Mechanistic role of FTO in cancer pathogenesis, immune evasion, chemotherapy resistance, and immunotherapy response

Abstract

Fat mass and obesity-associated protein (FTO), an N6-methyladenosine (m6A) RNA demethylase, plays a key role in cancer biology by regulating mRNA modifications. Its deregulation affects tumor cell proliferation, metastasis, immune evasion, and therapeutic resistance. By removing m6A methylation marks, FTO can alter the stability and translation of key oncogenes and tumor suppressor genes. These modifications directly influence essential cellular pathways involved in cancer progression, such as the phosphatidylinositol 3-kinases/ protein kinase B (PI3K/AKT), Wnt/β-catenin, and mammalian target of rapamycin (mTOR) signaling pathways. This review explores the mechanistic roles of FTO in cancer pathogenesis, focusing on its dual impact on immune regulation and chemotherapy response. In terms of immunity, FTO has been shown to promote immune evasion by modulating the expression of immune checkpoints and influencing the tumor microenvironment.

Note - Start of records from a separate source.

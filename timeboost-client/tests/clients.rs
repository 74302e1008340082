use std::sync::Arc;
use std::time::Duration;

use metrics::NoMetrics;
use timeboost_auction::{BidQueue, BidValidator, ValidatorConfig};
use timeboost_client::{BidderClient, ClientError, ExpressLaneClient, ExpressLaneClientConfig};
use timeboost_contract::MemoryAuction;
use timeboost_sequencer::{ExpressLaneGate, GateConfig, Sequencer};
use timeboost_types::rpc::AckStatus;
use timeboost_types::{
    Address, AuctionResolution, Bytes, ChainId, Round, RoundTimingInfo, SeqNo, Signer, Timestamp,
    U256,
};
use timeboost_utils::types::logging::init_logging;

const CHAIN: u64 = 31337;

fn timing() -> RoundTimingInfo {
    RoundTimingInfo::new(
        Timestamp::now() - Duration::from_secs(1),
        Duration::from_secs(60),
        Duration::from_secs(15),
        Duration::from_secs(15),
    )
    .unwrap()
}

#[tokio::test]
async fn bidder_deposits_and_bids() {
    init_logging();

    let auction = Signer::random().address();
    let contract = Arc::new(MemoryAuction::new(ChainId::from(CHAIN), auction, timing()));
    let dir = tempfile::tempdir().unwrap();
    let queue = BidQueue::open(dir.path()).await.unwrap();
    let cfg = ValidatorConfig::builder()
        .chain(ChainId::from(CHAIN))
        .auction(auction)
        .balance_ttl(Duration::ZERO)
        .build();
    let validator = Arc::new(
        BidValidator::new(cfg, contract.clone(), queue.clone(), &NoMetrics)
            .await
            .unwrap(),
    );

    let bidder = BidderClient::new(Signer::random(), contract.clone(), validator)
        .await
        .unwrap();

    // Without a deposit the bid is refused.
    let err = bidder.bid(U256::from(3)).await.unwrap_err();
    assert_eq!(err.code(), Some("not-depositor"));

    assert_eq!(bidder.ensure_deposit(U256::from(10)).await.unwrap(), U256::from(10));
    assert_eq!(bidder.ensure_deposit(U256::from(5)).await.unwrap(), U256::from(10));
    bidder.deposit(U256::from(2)).await.unwrap();
    assert_eq!(bidder.balance().await.unwrap(), U256::from(12));

    let bid = bidder.bid(U256::from(3)).await.unwrap();
    assert_eq!(bid.round(), bidder.timing().auction_round(Timestamp::now()));
    assert_eq!(bid.bidder(), bidder.address());
    assert!(bid.is_signed_by_bidder());

    let queued = queue.consumer().poll().await.unwrap();
    assert_eq!(queued.len(), 1);
    assert_eq!(queued[0].bid, bid);

    // A failing deposit aborts before a bid is made.
    contract.fail_next(1);
    let err = bidder
        .deposit_and_bid(U256::from(1), U256::from(4))
        .await
        .unwrap_err();
    assert!(matches!(err, ClientError::Contract(_)));
    assert_eq!(queue.consumer().poll().await.unwrap().len(), 1);
}

#[tokio::test]
async fn express_lane_client_sequences() {
    init_logging();

    let timing = timing();
    let auction = Signer::random().address();
    let contract = Arc::new(MemoryAuction::new(ChainId::from(CHAIN), auction, timing));
    let gcfg = GateConfig::builder()
        .chain(ChainId::from(CHAIN))
        .auction(auction)
        .tick(Duration::from_millis(10))
        .poll_interval(Duration::from_millis(20))
        .build();
    let seq = Sequencer::new(gcfg, contract.clone(), &NoMetrics).await.unwrap();

    let controller = Signer::random();
    let round = seq.gate().status().round;
    contract.record_resolution(AuctionResolution {
        round,
        winner: controller.address(),
        controller: controller.address(),
        first_price: U256::from(1),
        second_price: U256::from(1),
    });
    let mut rx = seq.gate().subscribe();
    rx.wait_for(|s| s.controller.is_some()).await.unwrap();

    let ccfg = ExpressLaneClientConfig::builder()
        .chain(ChainId::from(CHAIN))
        .auction(auction)
        .timing(timing)
        .build();
    let client = ExpressLaneClient::new(ccfg, controller, seq.gate().clone());

    let ack = client.send_transaction(Bytes::from_static(b"a")).await.unwrap();
    assert_eq!((ack.round, ack.seqno, ack.status), (round, SeqNo::zero(), AckStatus::Admitted));

    let incl = client
        .send_transaction_sync(Bytes::from_static(b"b"), Some(Duration::from_secs(5)))
        .await
        .unwrap();
    assert!(incl.boosted);
    assert_eq!(client.position().await, (round, SeqNo::from(2)));

    // Someone else's client is rejected and its sequence number stays put.
    let ccfg = ExpressLaneClientConfig::builder()
        .chain(ChainId::from(CHAIN))
        .auction(auction)
        .timing(timing)
        .build();
    let other = ExpressLaneClient::new(ccfg, Signer::random(), seq.gate().clone());
    let err = other.send_transaction(Bytes::from_static(b"x")).await.unwrap_err();
    assert_eq!(err.code(), Some("not-controller"));
    assert_eq!(other.position().await, (round, SeqNo::zero()));
}

fn resolution(round: Round, controller: Address) -> AuctionResolution {
    AuctionResolution {
        round,
        winner: controller,
        controller,
        first_price: U256::from(1),
        second_price: U256::from(1),
    }
}

/// A gate without a sequencer task; tests drain it by hand.
fn bare_gate(timing: RoundTimingInfo, controller: Address) -> (ExpressLaneGate, Address) {
    let auction = Signer::random().address();
    let cfg = GateConfig::builder()
        .chain(ChainId::from(CHAIN))
        .auction(auction)
        .build();
    let now = Timestamp::now();
    let round = timing.round_of(now);
    let gate = ExpressLaneGate::new(cfg, timing, round, &NoMetrics);
    gate.set_resolution(resolution(round, controller), now);
    (gate, auction)
}

#[tokio::test]
async fn unanswered_envelope_is_resent() {
    init_logging();

    let timing = timing();
    let controller = Signer::random();
    let (gate, auction) = bare_gate(timing, controller.address());
    let round = gate.status().round;

    let ccfg = ExpressLaneClientConfig::builder()
        .chain(ChainId::from(CHAIN))
        .auction(auction)
        .timing(timing)
        .build();
    let client = ExpressLaneClient::new(ccfg, controller, gate.clone());

    // Admitted, but nothing releases it before the wait ends.
    let err = client
        .send_transaction_sync(Bytes::from_static(b"a"), Some(Duration::from_millis(5)))
        .await
        .unwrap_err();
    assert!(matches!(err, ClientError::Timeout));
    assert_eq!(client.position().await, (round, SeqNo::zero()));
    assert_eq!(gate.drain(Timestamp::now()).len(), 1);

    // The next send first confirms sequence number 0 and then uses 1.
    let ack = client.send_transaction(Bytes::from_static(b"b")).await.unwrap();
    assert_eq!((ack.seqno, ack.status), (SeqNo::from(1), AckStatus::Admitted));
    assert_eq!(client.position().await, (round, SeqNo::from(2)));

    let out = gate.drain(Timestamp::now());
    assert_eq!(out.len(), 1);
    assert_eq!(out[0].transaction, Bytes::from_static(b"b"));

    // Same again through an explicit flush.
    client
        .send_transaction_sync(Bytes::from_static(b"c"), Some(Duration::from_millis(5)))
        .await
        .unwrap_err();
    client.flush().await.unwrap();
    assert_eq!(client.position().await, (round, SeqNo::from(3)));
    assert_eq!(gate.drain(Timestamp::now()).len(), 1);
}

#[tokio::test]
async fn sequence_restarts_in_a_new_round() {
    init_logging();

    let timing = RoundTimingInfo::new(
        Timestamp::now(),
        Duration::from_secs(2),
        Duration::from_millis(500),
        Duration::ZERO,
    )
    .unwrap();
    // Start at the beginning of a round.
    tokio::time::sleep(timing.time_til_next_round(Timestamp::now()) + Duration::from_millis(20)).await;

    let controller = Signer::random();
    let (gate, auction) = bare_gate(timing, controller.address());
    let round = gate.status().round;
    gate.set_resolution(resolution(round.next(), controller.address()), Timestamp::now());

    let ccfg = ExpressLaneClientConfig::builder()
        .chain(ChainId::from(CHAIN))
        .auction(auction)
        .timing(timing)
        .build();
    let client = ExpressLaneClient::new(ccfg, controller, gate.clone());

    client.send_transaction(Bytes::from_static(b"a")).await.unwrap();
    client.send_transaction(Bytes::from_static(b"b")).await.unwrap();
    assert_eq!(client.position().await, (round, SeqNo::from(2)));

    tokio::time::sleep(timing.time_til_next_round(Timestamp::now()) + Duration::from_millis(20)).await;
    let now = Timestamp::now();
    gate.next_round(timing.round_of(now), now);

    assert_eq!(client.position().await, (round.next(), SeqNo::zero()));
    let ack = client.send_transaction(Bytes::from_static(b"c")).await.unwrap();
    assert_eq!(
        (ack.round, ack.seqno, ack.status),
        (round.next(), SeqNo::zero(), AckStatus::Admitted)
    );
}
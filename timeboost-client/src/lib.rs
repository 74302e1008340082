mod bidder;
mod express;
mod http;

use timeboost_auction::BidError;
use timeboost_contract::ContractError;
use timeboost_sequencer::GateError;

pub use bidder::{BidSubmitter, BidderClient};
pub use express::{ExpressLaneClient, ExpressLaneClientConfig, ExpressLaneTransport};
pub use http::HttpClient;

#[derive(Debug, thiserror::Error)]
#[non_exhaustive]
pub enum ClientError {
    /// The remote side refused the request.
    #[error("rejected ({code}): {message}")]
    Rejected { code: String, message: String },

    #[error("http error: {0}")]
    Http(#[from] reqwest::Error),

    #[error("api status: {0}")]
    Status(reqwest::StatusCode),

    #[error("url error: {0}")]
    Url(#[from] url::ParseError),

    #[error("contract error: {0}")]
    Contract(#[from] ContractError),

    #[error("signing error: {0}")]
    Signing(#[from] alloy_signer::Error),

    #[error("timeout")]
    Timeout,
}

impl ClientError {
    /// The rejection code, if the request was refused.
    pub fn code(&self) -> Option<&str> {
        match self {
            Self::Rejected { code, .. } => Some(code),
            Self::Timeout => Some("timeout"),
            _ => None,
        }
    }

    fn rejected(code: &str, message: String) -> Self {
        if code == "timeout" {
            return Self::Timeout;
        }
        Self::Rejected {
            code: code.to_string(),
            message,
        }
    }
}

impl From<BidError> for ClientError {
    fn from(e: BidError) -> Self {
        Self::rejected(e.code(), e.to_string())
    }
}

impl From<GateError> for ClientError {
    fn from(e: GateError) -> Self {
        Self::rejected(e.code(), e.to_string())
    }
}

Additionally, FTO's influence on autophagy, glycolysis, and apoptosis resistance further complicates the effectiveness of chemotherapy treatments. By discussing the molecular details of how FTO regulates these processes, we provide insights into how FTO could serve as a promising therapeutic target to overcome cancer-related challenges, including immune resistance and chemotherapy failure. Finally, we evaluate current and emerging strategies for targeting FTO in cancer therapy, highlighting its potential to enhance immunotherapy and chemotherapy outcomes.

Keywords: Cancer pathogenesis; Chemotherapy; FTO; Immunity; Immunotherapy.